The red suede Pumas now in my closet arrived on my doorstep about three years ago. I was surprised. I wasn’t expecting a package, but I also knew what it was right away, because shoe boxes are shaped differently. When I opened it and recognized the Puma logo, I thought, Dad. Most of the time I wore Nike, and the only person (other than me) who would buy me sneakers was my dad.
After I graduated from college, an annual tradition began: I had to select what I thought were the coolest sneakers on the market and buy a pair in his size 13. He would give me his credit card information, and in exchange for my “Fashion sense” would tell me to buy a pair too.
Somehow, he framed this ritual as that I was doing him a favor, and not the other way around. He was good at it. For example, when leaving a restaurant: “Thank you for letting me invite you to dinner, Katie.”
As he got older, I began to notice that he sometimes resorted to our sneaker habit to bridge the gap between us, if he felt like I was pulling away, or was too busy for him, or if he just missed me and wanted to pretend. He was a boy again. I was trying to hang up the phone, eager to get back to my life, and he was pulling the lifeline: “Hey, I was thinking, why don’t you find us some slippers?”
I hated, even when I let it happen, how once I started making more money and a free pair of sneakers weren’t moving the needle like they used to, I forgot that he had asked me to find us, always. U.S-a pair. A couple of weeks later, he was checking out the sneakers, and I could almost hear him wondering if he would ever need it again, not just for the sneakers, but for anything.
The rule was that I send him a pair. But that day, three years ago, he broke protocol.
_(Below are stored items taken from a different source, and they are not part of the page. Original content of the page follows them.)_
// SPDX-License-Identifier: MIT

use core::fmt;

use crate::errors::*;
use crate::geometry::DiskGeometry;
use crate::kinds::PartitionKind;
use crate::mbr::MBR_MAX_ENTRIES;
use crate::table::{PartitionEntry, PartitionTable};

/// Where the new partition goes.
#[derive(Debug, Clone, Copy, PartialEq, Eq)]
pub enum Placement {
    /// Starts at this sector; the size is rounded down to whole sectors.
    FixedOffset(u64),
    /// Ends on the last sector of the disk; the size is rounded up.
    Trailing,
}

impl fmt::Display for Placement {
    fn fmt(&self, f: &mut fmt::Formatter<'_>) -> fmt::Result {
        match self {
            Placement::FixedOffset(s) => write!(f, "fixed at sector {s}"),
            Placement::Trailing => write!(f, "trailing"),
        }
    }
}

/// Computes the entry for a new `requested_bytes` partition.
///
/// Existing partitions are only counted, never checked for overlap with the
/// new one; callers that need that guarantee run `PartitionTable::validate`
/// on the final table.
pub fn compute_boundary(
    geometry: &DiskGeometry,
    existing: &PartitionTable,
    requested_bytes: u64,
    placement: Placement,
) -> PartResult<PartitionEntry> {
    let used = existing.non_empty_count();
    if used >= MBR_MAX_ENTRIES {
        return Err(PartError::CapacityExceeded { required: used + 1 });
    }

    let total_bytes = geometry.total_bytes();
    if requested_bytes >= total_bytes {
        return Err(PartError::geometry(
            "Requested partition is not smaller than the disk",
            requested_bytes,
            total_bytes,
        ));
    }

    let (start, count) = match placement {
        Placement::FixedOffset(start) => {
            let count = geometry.bytes_to_sectors_floor(requested_bytes);
            if count == 0 {
                return Err(PartError::geometry(
                    "Requested size is smaller than one sector",
                    requested_bytes,
                    geometry.logical_sector_size,
                ));
            }
            let end = start.checked_add(count).unwrap_or(u64::MAX);
            if end > geometry.total_sectors {
                return Err(PartError::geometry(
                    "Partition ends past the end of the disk",
                    end,
                    geometry.total_sectors,
                ));
            }
            (start, count)
        }
        Placement::Trailing => {
            let count = geometry.bytes_to_sectors_ceil(requested_bytes);
            if count == 0 {
                return Err(PartError::geometry(
                    "Requested size is zero",
                    requested_bytes,
                    geometry.total_bytes(),
                ));
            }
            (geometry.total_sectors - count, count)
        }
    };

    if !geometry.is_physically_aligned(start) {
        log::warn!(
            "Partition start {start} is not aligned to the {} B physical sector",
            geometry.physical_sector_size
        );
    }
    log::debug!("Planned partition ({placement}): start={start} sectors={count}");

    Ok(PartitionEntry::new(PartitionKind::Linux, start, count))
}
// SPDX-License-Identifier: MIT

pub mod config;
pub mod errors;
pub mod out;
pub mod pipeline;
pub mod request;
pub mod utils;

pub use errors::{ProvisionError, ProvisionResult};
pub use pipeline::{ProvisionPlan, ProvisionReport, plan, plan_tables, provision};
pub use request::ProvisionRequest;
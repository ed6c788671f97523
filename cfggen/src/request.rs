// SPDX-License-Identifier: MIT

use std::collections::BTreeMap;
use std::path::PathBuf;

use cfgfs::payload::NetworkData;
use cfgpart::{DEFAULT_SECTOR_SIZE, DriveOrder, Placement};

use crate::config::size::Size;

/// Sector the first partition starts at when none is configured.
pub const DEFAULT_BASE_SECTOR: u64 = 2048;

/// Config-drive size when none is configured.
pub const DEFAULT_DRIVE_SIZE: Size = Size(64 * Size::MIB);

/// Everything one provisioning run needs. No other state is consulted.
#[derive(Debug, Clone, PartialEq, Eq)]
pub struct ProvisionRequest {
    /// Destination image or block device.
    pub image: PathBuf,
    /// Image whose partitions are transplanted first, if any.
    pub source: Option<PathBuf>,
    /// Size of the destination when it has to be created.
    pub image_size: Option<u64>,
    pub logical_sector_size: u64,
    pub physical_sector_size: u64,

    pub drive_size: u64,
    pub label: String,
    pub placement: Placement,
    pub order: DriveOrder,
    /// Skip the overlap check on the final table.
    pub allow_overlap: bool,

    pub hostname: String,
    pub public_keys: BTreeMap<String, String>,
    pub network: NetworkData,

    /// Draw progress bars for partition copies.
    pub show_progress: bool,
}

impl ProvisionRequest {
    /// Request with default geometry and drive settings for `image`.
    pub fn new(image: impl Into<PathBuf>, hostname: impl Into<String>) -> Self {
        Self {
            image: image.into(),
            source: None,
            image_size: None,
            logical_sector_size: DEFAULT_SECTOR_SIZE,
            physical_sector_size: DEFAULT_SECTOR_SIZE,
            drive_size: DEFAULT_DRIVE_SIZE.bytes(),
            label: cfgfs::CONFIG_DRIVE_LABEL.to_string(),
            placement: Placement::Trailing,
            order: DriveOrder::Last {
                base_sector: DEFAULT_BASE_SECTOR,
            },
            allow_overlap: false,
            hostname: hostname.into(),
            public_keys: BTreeMap::new(),
            network: NetworkData::default(),
            show_progress: false,
        }
    }
}
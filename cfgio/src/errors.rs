// SPDX-License-Identifier: MIT

use core::fmt;

/// Result type for DiskIO operations.
pub type DiskIOResult<T = ()> = core::result::Result<T, DiskIOError>;

/// Error type for DiskIO operations.
#[derive(Debug)]
pub enum DiskIOError {
    /// Underlying file or device error.
    Io(std::io::Error),
    /// Access outside the addressable range of the backend.
    OutOfBounds { offset: u64, len: u64 },
    /// The medium returned fewer bytes than requested.
    ShortRead {
        offset: u64,
        read: usize,
        wanted: usize,
    },
    /// Read attempted on a region stream that already signalled its end.
    StreamExhausted,
    Other(&'static str),
}

impl DiskIOError {
    pub fn msg(&self) -> &'static str {
        match self {
            DiskIOError::Io(_) => "IO error",
            DiskIOError::OutOfBounds { .. } => "Out of bounds",
            DiskIOError::ShortRead { .. } => "Short read",
            DiskIOError::StreamExhausted => "Stream exhausted",
            DiskIOError::Other(msg) => msg,
        }
    }
}

impl From<&'static str> for DiskIOError {
    #[inline]
    fn from(msg: &'static str) -> Self {
        DiskIOError::Other(msg)
    }
}

impl From<std::io::Error> for DiskIOError {
    #[cold]
    #[inline(never)]
    fn from(e: std::io::Error) -> Self {
        DiskIOError::Io(e)
    }
}

impl From<DiskIOError> for std::io::Error {
    fn from(e: DiskIOError) -> Self {
        match e {
            DiskIOError::Io(inner) => inner,
            DiskIOError::OutOfBounds { .. } => {
                std::io::Error::new(std::io::ErrorKind::UnexpectedEof, e.to_string())
            }
            DiskIOError::ShortRead { .. } => {
                std::io::Error::new(std::io::ErrorKind::UnexpectedEof, e.to_string())
            }
            other => std::io::Error::other(other.to_string()),
        }
    }
}

impl fmt::Display for DiskIOError {
    fn fmt(&self, f: &mut fmt::Formatter<'_>) -> fmt::Result {
        write!(f, "{}", self.msg())?;
        match self {
            DiskIOError::Io(e) => write!(f, ": {e}")?,
            DiskIOError::OutOfBounds { offset, len } => {
                write!(f, " (offset: {offset}, len: {len})")?
            }
            DiskIOError::ShortRead {
                offset,
                read,
                wanted,
            } => write!(f, " at offset {offset} ({read} of {wanted} bytes)")?,
            _ => {}
        }
        Ok(())
    }
}

impl std::error::Error for DiskIOError {
    fn source(&self) -> Option<&(dyn std::error::Error + 'static)> {
        match self {
            DiskIOError::Io(e) => Some(e),
            _ => None,
        }
    }
}

#[cfg(test)]
mod tests {
    use super::*;

    #[test]
    fn display_carries_details() {
        let e = DiskIOError::ShortRead {
            offset: 512,
            read: 3,
            wanted: 8,
        };
        assert_eq!(e.to_string(), "Short read at offset 512 (3 of 8 bytes)");
        assert_eq!(DiskIOError::StreamExhausted.to_string(), "Stream exhausted");
    }

    #[test]
    fn converts_into_io_error() {
        let e: std::io::Error = DiskIOError::OutOfBounds { offset: 0, len: 1 }.into();
        assert_eq!(e.kind(), std::io::ErrorKind::UnexpectedEof);
    }
}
He had come across a shoe that he thought was cool, one that also represented a bond we shared …Walt frazier“So he bought us a pair each.” I lifted the lid and peeled off the white wrapping paper, took a sneaker out of the box, held it in front of me, and turned it front to back.
Hated them. Yuck. Damn. I put them back in the box, called to thank my dad, and put them in my closet. About five or six months later, when I was visiting my parents and wearing sneakers that weren’t our red Pumas, my dad said, “You don’t wear the ones I have, do you?”
“What? Yes, of course. I mean, I do. I love them!”
Every time she searched the closet for a pair of slippers, she considered the red Pumas. A civil war would break out in my mind:
Me: You will regret not using them.
Me too: but I don’t like them very much.
Me: Stop hurting daddy’s feelings; Shouldn’t nostalgia and love outweigh fashion?
Me too: Yes, of course should, and maybe next time they will.
Later, when I knew that my father was going to die, and even after, those slippers became my kryptonite. When I opened my closet, my head exploded with thoughts like small landmines, detonating in my mind. I just wanted to keep sharing things with you: boom. I just wanted to feel needed by you: boom boom. How can you miss that moment, seeing his eyes light up when he realized the sneakers you were wearing? Boom boom boom.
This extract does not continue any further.